An aircraft held on the ground incurs costs, consequently airlines plan operations to minimise ground time. It is common practice for airlines and aircraft ground handling to have contracts based on a bonus–malus system, penalising the causative agent for delays caused. Delay code properties cover nine category sets for delay. Each category set can be described using either a two-digit number code or a two letter alpha code; most airlines use the numeric format, but some prefer the alpha. Messaging standards, such as the AHM 780 Aircraft Movement Message specification, specify that only the numeric codes should be used.

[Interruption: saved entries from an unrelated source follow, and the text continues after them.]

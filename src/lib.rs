//! # mot-eval - MOTChallenge evaluation harness
//!
//! Fetches a MOTChallenge-style benchmark, runs a tracking model over its
//! sequences and scores the produced result files with the CLEAR-MOT and
//! identity metrics.
//!
//! ## Features
//!
//! - Dataset download and extraction with an idempotent `exist_ok` mode
//! - Pluggable tracking models behind [`TrackingModel`], loaded from a checkpoint
//! - One MOT-format result file per sequence, with typed per-sequence failures
//! - MOTA, MOTP, IDF1/IDP/IDR, MT/PT/ML, fragmentations and ID transfer counts
//! - Fixed-width summary table with a weighted OVERALL row
//!
//! ## Example
//!
//! ```rust,ignore
//! use mot_eval::{load_model, SequenceRunner, TrackingParams};
//!
//! let mut model = load_model("checkpoints/iou.json")?;
//! let runner = SequenceRunner::new("MOT17/train", "results", "baseline", TrackingParams::default())?;
//! let report = runner.run(model.as_mut(), &["MOT17-02-SDP".to_string()]);
//! println!("{}", report.summary());
//! ```

// Internal modules (ports of scipy, motmetrics)
pub(crate) mod internal;

// Public modules
pub mod config;
pub mod dataset;
pub mod detection;
pub mod metrics;
pub mod model;
pub mod runner;

// Re-exports for convenience
pub use config::RunConfig;
pub use dataset::{fetch_dataset, DatasetLayout};
pub use detection::{BoundingBox, Detection};
pub use metrics::{Evaluator, MOTMetrics, Summary, SummaryRow};
pub use model::{load_model, Frame, SequenceContext, Track, TrackingModel};
pub use runner::{
    EvalStatus, RunReport, SequenceError, SequenceOutcome, SequenceReport, SequenceRunner,
    TrackingParams,
};

// Error types
pub use crate::error::{Error, Result};

mod error {
    use std::path::PathBuf;
    use thiserror::Error;

    /// Errors that can occur in the evaluation harness
    #[derive(Error, Debug)]
    pub enum Error {
        #[error("Invalid configuration: {0}")]
        InvalidConfig(String),

        #[error("Failed to fetch {url}: {reason}")]
        Fetch { url: String, reason: String },

        #[error("Corrupt archive {path:?}: {reason}")]
        Archive { path: PathBuf, reason: String },

        #[error("Unexpected dataset layout: {0}")]
        DatasetLayout(String),

        #[error("Failed to load checkpoint {path:?}: {reason}")]
        Checkpoint { path: PathBuf, reason: String },

        #[error("Parse error in {path:?} line {line}: {reason}")]
        Parse {
            path: PathBuf,
            line: usize,
            reason: String,
        },

        #[error("Frame {frame} written after frame {previous} in {path:?}")]
        FrameOrder {
            path: PathBuf,
            frame: u32,
            previous: u32,
        },

        #[error("Metrics evaluation error: {0}")]
        MetricsError(String),

        #[error("IO error: {0}")]
        IoError(#[from] std::io::Error),
    }

    /// Result type for harness operations
    pub type Result<T> = std::result::Result<T, Error>;
}
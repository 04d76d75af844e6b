//! Bounding boxes and per-frame detections.

/// Axis-aligned box in MOTChallenge `tlwh` convention (top-left corner, width, height).
#[derive(Debug, Clone, Copy, PartialEq, Default)]
pub struct BoundingBox {
    pub x: f64,
    pub y: f64,
    pub width: f64,
    pub height: f64,
}

impl BoundingBox {
    pub fn new(x: f64, y: f64, width: f64, height: f64) -> Self {
        Self { x, y, width, height }
    }

    pub fn area(&self) -> f64 {
        self.width.max(0.0) * self.height.max(0.0)
    }

    /// Corners (x1, y1, x2, y2).
    pub fn tlbr(&self) -> [f64; 4] {
        [self.x, self.y, self.x + self.width, self.y + self.height]
    }

    /// Width over height; zero for degenerate boxes.
    pub fn aspect_ratio(&self) -> f64 {
        if self.height > 0.0 {
            self.width / self.height
        } else {
            0.0
        }
    }

    /// Intersection over union with another box.
    pub fn iou(&self, other: &BoundingBox) -> f64 {
        let [a_x1, a_y1, a_x2, a_y2] = self.tlbr();
        let [b_x1, b_y1, b_x2, b_y2] = other.tlbr();

        let inter_w = (a_x2.min(b_x2) - a_x1.max(b_x1)).max(0.0);
        let inter_h = (a_y2.min(b_y2) - a_y1.max(b_y1)).max(0.0);
        let inter_area = inter_w * inter_h;

        let union_area = self.area() + other.area() - inter_area;
        if union_area > 0.0 {
            inter_area / union_area
        } else {
            0.0
        }
    }
}

/// A scored detection fed to a tracking model.
#[derive(Debug, Clone, Copy, PartialEq)]
pub struct Detection {
    pub bbox: BoundingBox,
    pub score: f64,
}

impl Detection {
    pub fn new(bbox: BoundingBox, score: f64) -> Self {
        Self { bbox, score }
    }
}

#[cfg(test)]
mod tests {
    use super::*;
    use approx::assert_relative_eq;

    #[test]
    fn test_iou_perfect_overlap() {
        let b = BoundingBox::new(0.0, 0.0, 10.0, 10.0);
        assert_relative_eq!(b.iou(&b), 1.0, epsilon = 1e-10);
    }

    #[test]
    fn test_iou_no_overlap() {
        let a = BoundingBox::new(0.0, 0.0, 10.0, 10.0);
        let b = BoundingBox::new(20.0, 20.0, 10.0, 10.0);
        assert_relative_eq!(a.iou(&b), 0.0, epsilon = 1e-10);
    }

    #[test]
    fn test_iou_partial_overlap() {
        let a = BoundingBox::new(0.0, 0.0, 10.0, 10.0);
        let b = BoundingBox::new(5.0, 5.0, 10.0, 10.0);
        // Intersection: 5x5 = 25, Union: 100 + 100 - 25 = 175
        assert_relative_eq!(a.iou(&b), 25.0 / 175.0, epsilon = 1e-10);
    }

    #[test]
    fn test_degenerate_box() {
        let a = BoundingBox::new(3.0, 3.0, 0.0, 0.0);
        assert_relative_eq!(a.iou(&a), 0.0);
        assert_relative_eq!(a.aspect_ratio(), 0.0);
    }

    #[test]
    fn test_tlbr_corners() {
        let b = BoundingBox::new(1.0, 2.0, 10.0, 20.0);
        assert_eq!(b.tlbr(), [1.0, 2.0, 11.0, 22.0]);
    }
}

Many airlines further subdivide the IATA codes with an additional character, for more granular delay analysis, but these are not standardized. In the AHM 780 specification, the two-character numeric-only codes are sent in the DL and EDL elements along with the time assigned to each code (e.g. DL31/62/0005/0015 showing reason 31 for 5 mins and reason 62 for 15 minutes), and the three-character alphanumeric codes are sent in the DLA element (e.g. DLA31C/62A// showing subreason C for code 31 and subreason A for code 62).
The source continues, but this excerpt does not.